Finally, instrument the file. Run the binary created by fit. So
"my_file -o binary.fit binary"
Would create a new instrumented file called "binary.fit" that is an
instrumented version of "binary" using the "my_file" instrumentation
routines.
You will need all of the generated .o files around from the build of
binary when instrumenting.
WARNING! Fit takes a _lot_ of memory. At least 512MB. And
instrumentation can take a long time, especially on older machines.
Various Hints
If generating a trace to be used once which a tool processes and
generates output for, instead you can create a named fifo and have
the instrumented file and the tool run at the same time and not need
any disk space to hold a large trace.
To do this use the "mkfifo" command to create a named fifo, and then
point both the tool and the instrumented file at it.

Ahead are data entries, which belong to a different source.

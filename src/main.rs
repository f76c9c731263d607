use iso3166_countries::cli;
use iso3166_countries::errors::AppResult;
use std::process::ExitCode;
use tracing::error;
use tracing_subscriber::EnvFilter;

fn main() -> ExitCode {
    let filter = EnvFilter::try_from_default_env().unwrap_or_else(|_| EnvFilter::new("info"));
    tracing_subscriber::fmt().with_env_filter(filter).init();

    let rt = match tokio::runtime::Builder::new_current_thread()
        .enable_all()
        .build()
    {
        Ok(rt) => rt,
        Err(e) => {
            error!(error = %e, "Failed to start async runtime");
            return ExitCode::FAILURE;
        }
    };

    exit_code(rt.block_on(cli::cli()))
}

/// Logs a failed run once and maps the outcome to the process exit code.
fn exit_code(result: AppResult<()>) -> ExitCode {
    match result {
        Ok(()) => ExitCode::SUCCESS,
        Err(e) => {
            error!(error = %e, "Export run failed");
            ExitCode::FAILURE
        }
    }
}
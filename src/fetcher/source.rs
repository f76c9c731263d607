use super::document::parse_entries;
use crate::config::ResolvedConfig;
use crate::errors::{AppError, AppResult};
use crate::models::RawEntry;
use encoding_rs::Encoding;
use tracing::info;
use url::Url;

/// Downloads the source document and extracts its entries.
///
/// Issues a single GET request, decodes the body with the configured
/// `source_encoding` and hands the text to [`parse_entries`]. Any `charset` in the
/// response's `Content-Type` header is ignored. There is no retry.
///
/// # Returns
///
/// - `Some(entries)` when the document has the configured root and at least one entry
/// - `None` when the root tag differs or no entry elements are present
///
/// # Errors
///
/// Returns `InvalidInput` if `source_encoding` is not a known encoding label,
/// `NetworkError` if the request fails or the server answers with a non-success
/// status, and `ParseError` if the body is not well-formed XML.
pub async fn fetch_entries(
    client: &reqwest::Client,
    url: &Url,
    config: &ResolvedConfig,
) -> AppResult<Option<Vec<RawEntry>>> {
    let encoding = lookup_encoding(&config.source_encoding)?;
    info!(url = %url, encoding = encoding.name(), "Fetching country list");

    let response = client
        .get(url.as_str())
        .send()
        .await
        .map_err(|e| AppError::NetworkError(format!("Failed to fetch {url}: {e}")))?;

    let status = response.status();
    let bytes = response
        .error_for_status()
        .map_err(|e| AppError::NetworkError(format!("HTTP {}: {e}", status.as_u16())))?
        .bytes()
        .await?;

    info!(bytes = bytes.len(), "Country list downloaded");
    let body = decode_body(&bytes, encoding);
    parse_entries(&body, config)
}

/// Resolves an encoding label such as `utf-8` or `iso-8859-1`.
fn lookup_encoding(label: &str) -> AppResult<&'static Encoding> {
    Encoding::for_label(label.trim().as_bytes())
        .ok_or_else(|| AppError::InvalidInput(format!("Unknown source encoding '{label}'")))
}

/// Decodes the body with `encoding`. A byte order mark for that encoding is dropped.
fn decode_body(bytes: &[u8], encoding: &'static Encoding) -> String {
    let (text, _) = encoding.decode_with_bom_removal(bytes);
    text.into_owned()
}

Instrumenting malloc and friends
Instrumenting something like malloc is a bit non-trivial. You probably
want to gather the parameters being passes and the end result.
The best way I've found to do this is the following. It will work on
getting parameters and results for any function, not just malloc, calloc,
free, etc. It's just that's what I needed it for.
In the instrumentation file add the following:
AddCallProto("BeforeCalloc(REGV)");
AddCallProto("AfterCalloc(REGV)");
Proc *proc;
proc=NULL;
proc=GetNamedProc("__libc_calloc");
if (proc!=NULL) {
AddCallProc(proc,ProcBefore,"BeforeCalloc",REG_I386_ESP);
AddCallProc(proc,ProcAfter,"AfterCalloc",REG_I386_EAX);
}
Note that we get the procedure "__libc_calloc" instead of just calloc.
This is because with FIT the c-library is statically linked to the
executable and this is what the procedure ends up being called.
Also note that we pass the stack pointer along to the ProcBefore,
this is because parameters are passed on the stack on x86.
Again note that we pass the value of EAX to the ProcAfter, this is
because the return value of the function ends up in EAX.
In the analysis code we have this:
void BeforeCalloc(int esp) {
int *pointer;
pointer=(int *)esp;
fprintf(fff,"Calloc: num=%i size=%i\n",*(pointer+1),*(pointer+2));
}
void AfterCalloc(int address) {
fprintf(fff,"Calloc: address=0x%x\n",address);
}
AfterCalloc should be fairly self-explanatory. BeforeCalloc we
have to cast the stack pointer to a pointer, and then the parameters
we want are +1 and +2 (the return address is at +0).